=== Provided material ===

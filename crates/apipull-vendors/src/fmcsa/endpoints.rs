//! FMCSA endpoint catalog
//!
//! All endpoints are simple paged Socrata datasets; none need an
//! iteration list or a time window. Resource names are the opaque Socrata
//! dataset ids, so the friendly names matter for storage paths.

use apipull_core::builders::RequestBuilder;
use apipull_core::model::{EndpointDefinition, EndpointEntry};

const DEFAULT_PAGE_SIZE: u32 = 500;

/// Dataset id to friendly name, in catalog order.
const DATASETS: &[(&str, &str, &str)] = &[
    ("qh9u-swkp.json", "ActPendInsurAllHistory", "Active/pending insurance history."),
    ("9mw4-x3tu.json", "AuthHistoryAllHistory", "Authority history."),
    ("2emp-mxtb.json", "Boc3AllHistory", "BOC-3 process agent history."),
    ("6eyk-hxee.json", "CarrierAllHistory", "Carrier registration history."),
    ("az4n-8mr2.json", "CompanyCensus", "Company census data."),
    ("aayw-vxb3.json", "CrashFile", "Crash file data."),
    ("6sqe-dvqs.json", "InsHistAllWithHistory", "Insurance history (all with history)."),
    ("qbt8-7vic.json", "InspectionsAndCitations", "Inspections and citations."),
    ("wt8s-2hbx.json", "InspectionsPerUnit", "Inspections per unit."),
    ("ypjt-5ydn.json", "InsurAllHistory", "Insurance history."),
    ("96tg-4mhf.json", "RejectedAllHistory", "Rejected filings history."),
    ("sa6p-acbp.json", "RevocationAllHistory", "Revocation history."),
    ("4wxs-vbns.json", "SmsInputCrash", "SMS input: crashes."),
    ("rbkj-cgst.json", "SmsInputInspection", "SMS input: inspections."),
    ("kjg3-diqy.json", "SmsInputMotorCarrierCensus", "SMS input: motor carrier census."),
    ("8mt8-2mdr.json", "SmsInputViolation", "SMS input: violations."),
    ("5qik-smay.json", "SpecialStudies", "Special studies."),
    ("fx4q-ay7w.json", "VehicleInspectionFile", "Vehicle inspection file."),
    ("876r-jsdb.json", "VehicleInspectionsAndViolations", "Vehicle inspections and violations."),
];

/// Friendly name for a dataset id, if it is a known dataset.
pub fn friendly_name(resource_name: &str) -> Option<&'static str> {
    DATASETS
        .iter()
        .find(|(id, _, _)| id.eq_ignore_ascii_case(resource_name))
        .map(|(_, name, _)| *name)
}

/// The full FMCSA catalog, keyed by friendly name.
pub fn catalog() -> Vec<EndpointEntry> {
    DATASETS
        .iter()
        .map(|(id, name, description)| {
            EndpointEntry::new(
                *name,
                EndpointDefinition::new(*id, *name, 1, RequestBuilder::Simple)
                    .with_page_size(DEFAULT_PAGE_SIZE)
                    .with_description(*description),
            )
        })
        .collect()
}

#[cfg(test)]
#[allow(clippy::unwrap_used, clippy::expect_used)]
mod tests {
    use super::*;

    #[test]
    fn test_catalog_covers_all_datasets() {
        let catalog = catalog();
        assert_eq!(catalog.len(), DATASETS.len());
        assert!(catalog.iter().all(|e| e.definition.default_page_size == Some(500)));
        assert!(catalog.iter().all(|e| !e.definition.requires_iteration_list));
    }

    #[test]
    fn test_friendly_name_is_case_insensitive() {
        assert_eq!(friendly_name("QH9U-SWKP.JSON"), Some("ActPendInsurAllHistory"));
        assert_eq!(friendly_name("nope.json"), None);
    }
}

===

Transcribe all of the entries without alteration.

filename crates/apipull-vendors/src/fmcsa/endpoints.rs
//! FMCSA endpoint catalog
//!
//! All endpoints are simple paged Socrata datasets; none need an
//! iteration list or a time window. Resource names are the opaque Socrata
//! dataset ids, so the friendly names matter for storage paths.

use apipull_core::builders::RequestBuilder;
use apipull_core::model::{EndpointDefinition, EndpointEntry};

const DEFAULT_PAGE_SIZE: u32 = 500;

/// Dataset id to friendly name, in catalog order.
const DATASETS: &[(&str, &str, &str)] = &[
    ("qh9u-swkp.json", "ActPendInsurAllHistory", "Active/pending insurance history."),
    ("9mw4-x3tu.json", "AuthHistoryAllHistory", "Authority history."),
    ("2emp-mxtb.json", "Boc3AllHistory", "BOC-3 process agent history."),
    ("6eyk-hxee.json", "CarrierAllHistory", "Carrier registration history."),
    ("az4n-8mr2.json", "CompanyCensus", "Company census data."),
    ("aayw-vxb3.json", "CrashFile", "Crash file data."),
    ("6sqe-dvqs.json", "InsHistAllWithHistory", "Insurance history (all with history)."),
    ("qbt8-7vic.json", "InspectionsAndCitations", "Inspections and citations."),
    ("wt8s-2hbx.json", "InspectionsPerUnit", "Inspections per unit."),
    ("ypjt-5ydn.json", "InsurAllHistory", "Insurance history."),
    ("96tg-4mhf.json", "RejectedAllHistory", "Rejected filings history."),
    ("sa6p-acbp.json", "RevocationAllHistory", "Revocation history."),
    ("4wxs-vbns.json", "SmsInputCrash", "SMS input: crashes."),
    ("rbkj-cgst.json", "SmsInputInspection", "SMS input: inspections."),
    ("kjg3-diqy.json", "SmsInputMotorCarrierCensus", "SMS input: motor carrier census."),
    ("8mt8-2mdr.json", "SmsInputViolation", "SMS input: violations."),
    ("5qik-smay.json", "SpecialStudies", "Special studies."),
    ("fx4q-ay7w.json", "VehicleInspectionFile", "Vehicle inspection file."),
    ("876r-jsdb.json", "VehicleInspectionsAndViolations", "Vehicle inspections and violations."),
];

/// Friendly name for a dataset id, if it is a known dataset.
pub fn friendly_name(resource_name: &str) -> Option<&'static str> {
    DATASETS
        .iter()
        .find(|(id, _, _)| id.eq_ignore_ascii_case(resource_name))
        .map(|(_, name, _)| *name)
}

/// The full FMCSA catalog, keyed by friendly name.
pub fn catalog() -> Vec<EndpointEntry> {
    DATASETS
        .iter()
        .map(|(id, name, description)| {
            EndpointEntry::new(
                *name,
                EndpointDefinition::new(*id, *name, 1, RequestBuilder::Simple)
                    .with_page_size(DEFAULT_PAGE_SIZE)
                    .with_description(*description),
            )
        })
        .collect()
}

#[cfg(test)]
#[allow(clippy::unwrap_used, clippy::expect_used)]
mod tests {
    use super::*;

    #[test]
    fn test_catalog_covers_all_datasets() {
        let catalog = catalog();
        assert_eq!(catalog.len(), DATASETS.len());
        assert!(catalog.iter().all(|e| e.definition.default_page_size == Some(500)));
        assert!(catalog.iter().all(|e| !e.definition.requires_iteration_list));
    }

    #[test]
    fn test_friendly_name_is_case_insensitive() {
        assert_eq!(friendly_name("QH9U-SWKP.JSON"), Some("ActPendInsurAllHistory"));
        assert_eq!(friendly_name("nope.json"), None);
    }
}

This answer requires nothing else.